*** Material for this task ***

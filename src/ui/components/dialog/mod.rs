//! Dialog components for TUI

mod base;
mod confirm_dialog;
mod error_dialog;

pub use confirm_dialog::render_confirm_dialog;
pub use error_dialog::render_error_dialog;
//! Farmer onboarding wizard

use super::field::{FormField, InputFilter};
use super::options::{CROPS, LANGUAGES, SOIL_TYPES};
use super::validators::*;
use super::wizard::{region_fields, Wizard, WizardForm};
use crate::regions::RegionData;
use crate::state::Role;
use crate::store::Document;

/// Personal details, farm location, then farm details
#[derive(Debug, Clone)]
pub struct FarmerWizard {
    form: WizardForm,
}

impl FarmerWizard {
    pub fn new(regions: &RegionData) -> Self {
        let (state, district) = region_fields(regions);
        let steps = vec![
            vec![
                FormField::text("name", "Full Name"),
                FormField::text("dob", "Date of Birth (YYYY-MM-DD)"),
                FormField::text("mobile", "Mobile Number").with_filter(InputFilter::Digits(10)),
                FormField::choice("language", "Preferred Language", LANGUAGES),
            ],
            vec![
                state,
                district,
                FormField::text("village", "Village/Town"),
                FormField::text("pincode", "Pincode").with_filter(InputFilter::Digits(6)),
                FormField::text("coordinates", "Coordinates (lat, lng, optional)"),
            ],
            vec![
                FormField::choice("soilType", "Soil Type", SOIL_TYPES),
                FormField::multi_choice("crops", "Crops Grown", CROPS),
                FormField::text("landSize", "Land Size (acres)").with_filter(InputFilter::Decimal),
                FormField::attachment("profilePhotoUrl", "Profile Photo (path, optional)"),
            ],
        ];
        Self {
            form: WizardForm::new(steps),
        }
    }
}

impl Wizard for FarmerWizard {
    fn role(&self) -> Role {
        Role::Farmer
    }

    fn form(&self) -> &WizardForm {
        &self.form
    }

    fn form_mut(&mut self) -> &mut WizardForm {
        &mut self.form
    }

    fn check_field(&self, name: &str, ctx: &ValidationContext) -> FieldCheck {
        let value = self.form.value(name);
        match name {
            "name" => validate_name(value),
            "dob" => validate_dob(value, ctx.today),
            "mobile" => validate_mobile(value),
            "language" => validate_choice(value, LANGUAGES, "Please select a language"),
            "state" => validate_state(value, ctx),
            "district" => validate_district(value, ctx),
            "village" => validate_village(value),
            "pincode" => validate_pincode(value),
            "coordinates" => validate_coordinates(value),
            "soilType" => validate_choice(value, SOIL_TYPES, "Please select a soil type"),
            "crops" => validate_selection(&self.form.values(name), "Please select at least one crop"),
            "landSize" => validate_positive_number(value, "Please enter a valid land size"),
            _ => FieldCheck::ok(),
        }
    }

    fn to_record(&self) -> Document {
        self.form.record(&["landSize"])
    }

    fn step_title(&self, step: usize) -> &'static str {
        match step {
            1 => "Personal Details",
            2 => "Farm Location",
            _ => "Farm Details",
        }
    }
}
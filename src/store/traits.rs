//! Trait abstractions for the document store and identity provider to enable mocking in tests

use crate::error::{AuthError, StoreError};
use async_trait::async_trait;
use serde::{Deserialize, Serialize};
use serde_json::{Map, Value};

/// A stored document: a flat map of field name to JSON value
pub type Document = Map<String, Value>;

/// The signed-in user as reported by the identity provider
#[derive(Debug, Clone, PartialEq, Eq, Serialize, Deserialize)]
pub struct Identity {
    pub uid: String,
    pub email: String,
}

/// Keyed document store operations
#[cfg_attr(test, mockall::automock)]
#[async_trait]
pub trait DocumentStore: Send + Sync {
    /// Read a single document by key
    async fn get(&self, collection: &str, key: &str) -> Result<Option<Document>, StoreError>;

    /// Write a single document by key.
    /// With `merge`, only the supplied top-level fields are upserted.
    async fn set(
        &self,
        collection: &str,
        key: &str,
        doc: Document,
        merge: bool,
    ) -> Result<(), StoreError>;

    /// Insert a document under a generated key and return the key
    async fn add(&self, collection: &str, doc: Document) -> Result<String, StoreError>;

    /// Delete a document by key. Deleting a missing key succeeds.
    async fn delete(&self, collection: &str, key: &str) -> Result<(), StoreError>;

    /// All documents whose `field` equals `value`
    async fn find_by_field(
        &self,
        collection: &str,
        field: &str,
        value: &Value,
    ) -> Result<Vec<(String, Document)>, StoreError>;

    /// All documents ordered by `field`; documents without the field sort last
    async fn list_ordered(
        &self,
        collection: &str,
        field: &str,
        descending: bool,
    ) -> Result<Vec<(String, Document)>, StoreError>;
}

/// Authentication and session operations
#[cfg_attr(test, mockall::automock)]
#[async_trait]
pub trait AuthProvider: Send + Sync {
    /// The currently signed-in user, if any
    fn current_user(&self) -> Option<Identity>;

    /// Sign in with email and password
    async fn sign_in(&self, email: &str, password: &str) -> Result<Identity, AuthError>;

    /// Create a new account and sign it in
    async fn create_account(&self, email: &str, password: &str) -> Result<Identity, AuthError>;

    /// Request a password reset for the account
    async fn send_password_reset(&self, email: &str) -> Result<(), AuthError>;

    /// End the current session
    async fn sign_out(&self) -> Result<(), AuthError>;
}
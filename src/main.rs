//! AgriLink TUI - Terminal client for the AgriLink stubble marketplace
//!
//! A Ratatui-based TUI where farmers and manufacturers sign up, complete
//! their onboarding profile, and reach the team through a contact form.

mod app;
mod auth;
mod config;
mod contact;
mod error;
mod media;
mod platform;
mod profile;
mod regions;
mod state;
mod store;
mod ui;

use anyhow::Result;
use app::App;
use config::TuiConfig;
use crossterm::{
    event::{self, Event, KeyCode, KeyEventKind, KeyModifiers},
    execute,
    terminal::{disable_raw_mode, enable_raw_mode, EnterAlternateScreen, LeaveAlternateScreen},
};
use ratatui::{backend::CrosstermBackend, Terminal};
use std::fs::{self, OpenOptions};
use std::io;
use std::sync::Mutex;
use std::time::Duration;
use tracing_subscriber::{layer::SubscriberExt, util::SubscriberInitExt};

/// Route logs to the data directory so they stay off the alternate screen
fn init_logging(config: &TuiConfig) {
    let log_file = fs::create_dir_all(config.data_dir())
        .and_then(|_| {
            OpenOptions::new()
                .create(true)
                .append(true)
                .open(config.log_path())
        })
        .ok();

    let file_layer = log_file.map(|file| {
        tracing_subscriber::fmt::layer()
            .with_ansi(false)
            .with_writer(Mutex::new(file))
    });
    let stderr_layer = file_layer
        .is_none()
        .then(|| tracing_subscriber::fmt::layer().with_writer(io::stderr));

    tracing_subscriber::registry()
        .with(
            tracing_subscriber::EnvFilter::try_from_default_env()
                .unwrap_or_else(|_| "agrilink_tui=info".into()),
        )
        .with(file_layer)
        .with(stderr_layer)
        .init();
}

#[tokio::main]
async fn main() -> Result<()> {
    let config = TuiConfig::load()?;
    init_logging(&config);
    tracing::info!("Starting with data in {}", config.data_dir().display());

    // Create app before taking over the terminal so setup errors print normally
    let mut app = App::new(config).await?;
    app.start().await;

    // Setup terminal
    enable_raw_mode()?;
    let mut stdout = io::stdout();
    execute!(stdout, EnterAlternateScreen)?;
    let backend = CrosstermBackend::new(stdout);
    let mut terminal = Terminal::new(backend)?;

    let result = run_app(&mut terminal, &mut app).await;

    // Restore terminal
    disable_raw_mode()?;
    execute!(terminal.backend_mut(), LeaveAlternateScreen)?;
    terminal.show_cursor()?;

    // Handle any errors
    if let Err(err) = result {
        tracing::error!("Exited with error: {err:?}");
        eprintln!("Error: {err:?}");
        std::process::exit(1);
    }

    Ok(())
}

async fn run_app<B: ratatui::backend::Backend>(
    terminal: &mut Terminal<B>,
    app: &mut App,
) -> Result<()> {
    loop {
        // Draw the UI
        terminal.draw(|frame| ui::draw(frame, app))?;

        if event::poll(Duration::from_millis(100))? {
            if let Event::Key(key) = event::read()? {
                if key.kind != KeyEventKind::Press {
                    continue;
                }

                // Global quit: Ctrl+C
                if key.code == KeyCode::Char('c') && key.modifiers.contains(KeyModifiers::CONTROL) {
                    return Ok(());
                }

                app.handle_key(key).await?;
            }
        }

        // Check if app wants to quit
        if app.should_quit() {
            tracing::info!("Shutting down");
            return Ok(());
        }
    }
}
//! Local identity provider backed by the document store
//!
//! Accounts live in the `accounts` collection keyed by uid. Passwords are kept
//! only as a salted SHA-256 digest. The signed-in identity is mirrored to
//! `sessions/current` so a restarted client resumes the session.

use super::traits::{AuthProvider, Document, DocumentStore, Identity};
use crate::error::AuthError;
use crate::state::forms::is_valid_email;
use async_trait::async_trait;
use base64::{engine::general_purpose::STANDARD, Engine as _};
use chrono::Utc;
use serde_json::{json, Value};
use sha2::{Digest, Sha256};
use std::collections::HashMap;
use std::sync::{Arc, Mutex, PoisonError};

const ACCOUNTS: &str = "accounts";
const PASSWORD_RESETS: &str = "password_resets";
const SESSIONS: &str = "sessions";
const CURRENT_SESSION: &str = "current";

/// Consecutive wrong passwords before sign-in is refused
const MAX_FAILED_ATTEMPTS: u32 = 5;

/// Minimum password length accepted by the provider itself
const MIN_PASSWORD_LEN: usize = 6;

/// Identity provider that stores credentials next to the application data
pub struct LocalAuth {
    store: Arc<dyn DocumentStore>,
    current: Mutex<Option<Identity>>,
    failed_attempts: Mutex<HashMap<String, u32>>,
}

impl LocalAuth {
    pub fn new(store: Arc<dyn DocumentStore>) -> Self {
        Self {
            store,
            current: Mutex::new(None),
            failed_attempts: Mutex::new(HashMap::new()),
        }
    }

    /// Build a provider and restore the session persisted by a previous run
    pub async fn open(store: Arc<dyn DocumentStore>) -> Result<Self, AuthError> {
        let auth = Self::new(store);
        let Some(session) = auth.store.get(SESSIONS, CURRENT_SESSION).await? else {
            return Ok(auth);
        };

        let uid = session.get("uid").and_then(Value::as_str).unwrap_or("");
        let email = session.get("email").and_then(Value::as_str).unwrap_or("");
        // The account may have been removed since the session was written
        if uid.is_empty() || auth.store.get(ACCOUNTS, uid).await?.is_none() {
            tracing::warn!("Discarding stale session for {email}");
            auth.store.delete(SESSIONS, CURRENT_SESSION).await?;
            return Ok(auth);
        }

        tracing::info!("Restored session for {email}");
        auth.set_current(Some(Identity {
            uid: uid.to_string(),
            email: email.to_string(),
        }));
        Ok(auth)
    }

    /// Make `identity` the signed-in user here and in the persisted session
    async fn start_session(&self, identity: &Identity) -> Result<(), AuthError> {
        let mut session = Document::new();
        session.insert("uid".to_string(), json!(identity.uid));
        session.insert("email".to_string(), json!(identity.email));
        session.insert("signedInAt".to_string(), json!(Utc::now().to_rfc3339()));
        self.store
            .set(SESSIONS, CURRENT_SESSION, session, false)
            .await?;
        self.set_current(Some(identity.clone()));
        Ok(())
    }

    fn hash_password(salt: &str, password: &str) -> String {
        let mut hasher = Sha256::new();
        hasher.update(salt.as_bytes());
        hasher.update(password.as_bytes());
        STANDARD.encode(hasher.finalize())
    }

    async fn find_account(&self, email: &str) -> Result<Option<(String, Document)>, AuthError> {
        let mut found = self
            .store
            .find_by_field(ACCOUNTS, "email", &Value::String(email.to_string()))
            .await?;
        Ok(found.pop())
    }

    fn set_current(&self, identity: Option<Identity>) {
        *self.current.lock().unwrap_or_else(PoisonError::into_inner) = identity;
    }

    fn failures_for(&self, email: &str) -> u32 {
        self.failed_attempts
            .lock()
            .unwrap_or_else(PoisonError::into_inner)
            .get(email)
            .copied()
            .unwrap_or(0)
    }

    fn record_failure(&self, email: &str) {
        *self
            .failed_attempts
            .lock()
            .unwrap_or_else(PoisonError::into_inner)
            .entry(email.to_string())
            .or_insert(0) += 1;
    }

    fn clear_failures(&self, email: &str) {
        self.failed_attempts
            .lock()
            .unwrap_or_else(PoisonError::into_inner)
            .remove(email);
    }
}

#[async_trait]
impl AuthProvider for LocalAuth {
    fn current_user(&self) -> Option<Identity> {
        self.current
            .lock()
            .unwrap_or_else(PoisonError::into_inner)
            .clone()
    }

    async fn sign_in(&self, email: &str, password: &str) -> Result<Identity, AuthError> {
        let Some((uid, account)) = self.find_account(email).await? else {
            return Err(AuthError::UserNotFound);
        };

        if self.failures_for(email) >= MAX_FAILED_ATTEMPTS {
            tracing::warn!("Sign-in locked for {email} after repeated failures");
            return Err(AuthError::TooManyRequests);
        }

        let salt = account.get("salt").and_then(Value::as_str).unwrap_or("");
        let expected = account
            .get("passwordHash")
            .and_then(Value::as_str)
            .unwrap_or("");
        if Self::hash_password(salt, password) != expected {
            self.record_failure(email);
            return Err(AuthError::WrongPassword);
        }

        self.clear_failures(email);
        let identity = Identity {
            uid,
            email: email.to_string(),
        };
        self.start_session(&identity).await?;
        Ok(identity)
    }

    async fn create_account(&self, email: &str, password: &str) -> Result<Identity, AuthError> {
        if !is_valid_email(email) {
            return Err(AuthError::InvalidEmail);
        }
        if password.chars().count() < MIN_PASSWORD_LEN {
            return Err(AuthError::WeakPassword);
        }
        if self.find_account(email).await?.is_some() {
            return Err(AuthError::EmailInUse);
        }

        let uid = uuid::Uuid::new_v4().simple().to_string();
        let salt = uuid::Uuid::new_v4().to_string();
        let account = json!({
            "email": email,
            "salt": salt,
            "passwordHash": Self::hash_password(&salt, password),
            "createdAt": Utc::now().to_rfc3339(),
        });
        if let Value::Object(doc) = account {
            self.store.set(ACCOUNTS, &uid, doc, false).await?;
        }

        let identity = Identity {
            uid,
            email: email.to_string(),
        };
        self.start_session(&identity).await?;
        Ok(identity)
    }

    async fn send_password_reset(&self, email: &str) -> Result<(), AuthError> {
        if self.find_account(email).await?.is_none() {
            return Err(AuthError::UserNotFound);
        }
        let mut request = Document::new();
        request.insert("email".to_string(), json!(email));
        request.insert("requestedAt".to_string(), json!(Utc::now().to_rfc3339()));
        self.store.add(PASSWORD_RESETS, request).await?;
        self.clear_failures(email);
        tracing::info!("Password reset requested for {email}");
        Ok(())
    }

    async fn sign_out(&self) -> Result<(), AuthError> {
        self.set_current(None);
        self.store.delete(SESSIONS, CURRENT_SESSION).await?;
        Ok(())
    }
}

#[cfg(test)]
mod tests {
    use super::*;
    use crate::store::JsonFileStore;

    fn provider() -> LocalAuth {
        LocalAuth::new(Arc::new(JsonFileStore::in_memory()))
    }

    #[tokio::test]
    async fn test_create_then_sign_in() {
        let auth = provider();
        let created = auth.create_account("asha@farm.in", "Secret1!").await.unwrap();
        auth.sign_out().await.unwrap();
        assert!(auth.current_user().is_none());

        let signed_in = auth.sign_in("asha@farm.in", "Secret1!").await.unwrap();
        assert_eq!(created.uid, signed_in.uid);
        assert_eq!(auth.current_user(), Some(signed_in));
    }

    #[tokio::test]
    async fn test_duplicate_email_rejected() {
        let auth = provider();
        auth.create_account("asha@farm.in", "Secret1!").await.unwrap();
        let err = auth
            .create_account("asha@farm.in", "Other1!!")
            .await
            .unwrap_err();
        assert!(matches!(err, AuthError::EmailInUse));
    }

    #[tokio::test]
    async fn test_weak_and_invalid_inputs_rejected() {
        let auth = provider();
        assert!(matches!(
            auth.create_account("asha@farm.in", "abc").await,
            Err(AuthError::WeakPassword)
        ));
        assert!(matches!(
            auth.create_account("not-an-email", "Secret1!").await,
            Err(AuthError::InvalidEmail)
        ));
    }

    #[tokio::test]
    async fn test_wrong_password_then_lockout() {
        let auth = provider();
        auth.create_account("asha@farm.in", "Secret1!").await.unwrap();

        for _ in 0..MAX_FAILED_ATTEMPTS {
            assert!(matches!(
                auth.sign_in("asha@farm.in", "nope").await,
                Err(AuthError::WrongPassword)
            ));
        }
        assert!(matches!(
            auth.sign_in("asha@farm.in", "Secret1!").await,
            Err(AuthError::TooManyRequests)
        ));

        auth.send_password_reset("asha@farm.in").await.unwrap();
        assert!(auth.sign_in("asha@farm.in", "Secret1!").await.is_ok());
    }

    #[tokio::test]
    async fn test_unknown_email() {
        let auth = provider();
        assert!(matches!(
            auth.sign_in("ghost@farm.in", "Secret1!").await,
            Err(AuthError::UserNotFound)
        ));
        assert!(matches!(
            auth.send_password_reset("ghost@farm.in").await,
            Err(AuthError::UserNotFound)
        ));
    }

    mod session {
        use super::*;
        use pretty_assertions::assert_eq;

        async fn file_store(path: &std::path::Path) -> Arc<dyn DocumentStore> {
            Arc::new(JsonFileStore::open(path).await.unwrap())
        }

        #[tokio::test]
        async fn test_session_survives_restart() {
            let dir = tempfile::tempdir().unwrap();
            let path = dir.path().join("store.json");

            let first = LocalAuth::open(file_store(&path).await).await.unwrap();
            assert!(first.current_user().is_none());
            let created = first.create_account("asha@farm.in", "Secret1!").await.unwrap();
            drop(first);

            let second = LocalAuth::open(file_store(&path).await).await.unwrap();
            assert_eq!(second.current_user(), Some(created));
        }

        #[tokio::test]
        async fn test_sign_in_persists_and_sign_out_clears() {
            let dir = tempfile::tempdir().unwrap();
            let path = dir.path().join("store.json");

            let first = LocalAuth::open(file_store(&path).await).await.unwrap();
            first.create_account("asha@farm.in", "Secret1!").await.unwrap();
            first.sign_out().await.unwrap();
            let signed_in = first.sign_in("asha@farm.in", "Secret1!").await.unwrap();

            let second = LocalAuth::open(file_store(&path).await).await.unwrap();
            assert_eq!(second.current_user(), Some(signed_in));

            second.sign_out().await.unwrap();
            let third = LocalAuth::open(file_store(&path).await).await.unwrap();
            assert!(third.current_user().is_none());
        }

        #[tokio::test]
        async fn test_session_for_missing_account_is_discarded() {
            let store: Arc<dyn DocumentStore> = Arc::new(JsonFileStore::in_memory());
            let mut session = Document::new();
            session.insert("uid".to_string(), json!("ghost"));
            session.insert("email".to_string(), json!("ghost@farm.in"));
            store
                .set(SESSIONS, CURRENT_SESSION, session, false)
                .await
                .unwrap();

            let auth = LocalAuth::open(store.clone()).await.unwrap();
            assert!(auth.current_user().is_none());
            assert!(store.get(SESSIONS, CURRENT_SESSION).await.unwrap().is_none());
        }
    }

    #[test]
    fn test_hash_depends_on_salt() {
        let a = LocalAuth::hash_password("salt-a", "Secret1!");
        let b = LocalAuth::hash_password("salt-b", "Secret1!");
        assert_ne!(a, b);
        assert_eq!(a, LocalAuth::hash_password("salt-a", "Secret1!"));
    }
}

***

The task -> If a line in the records above includes the string "passwordHash", copy it.

Written solution ->
            .get("passwordHash")
            "passwordHash": Self::hash_password(&salt, password),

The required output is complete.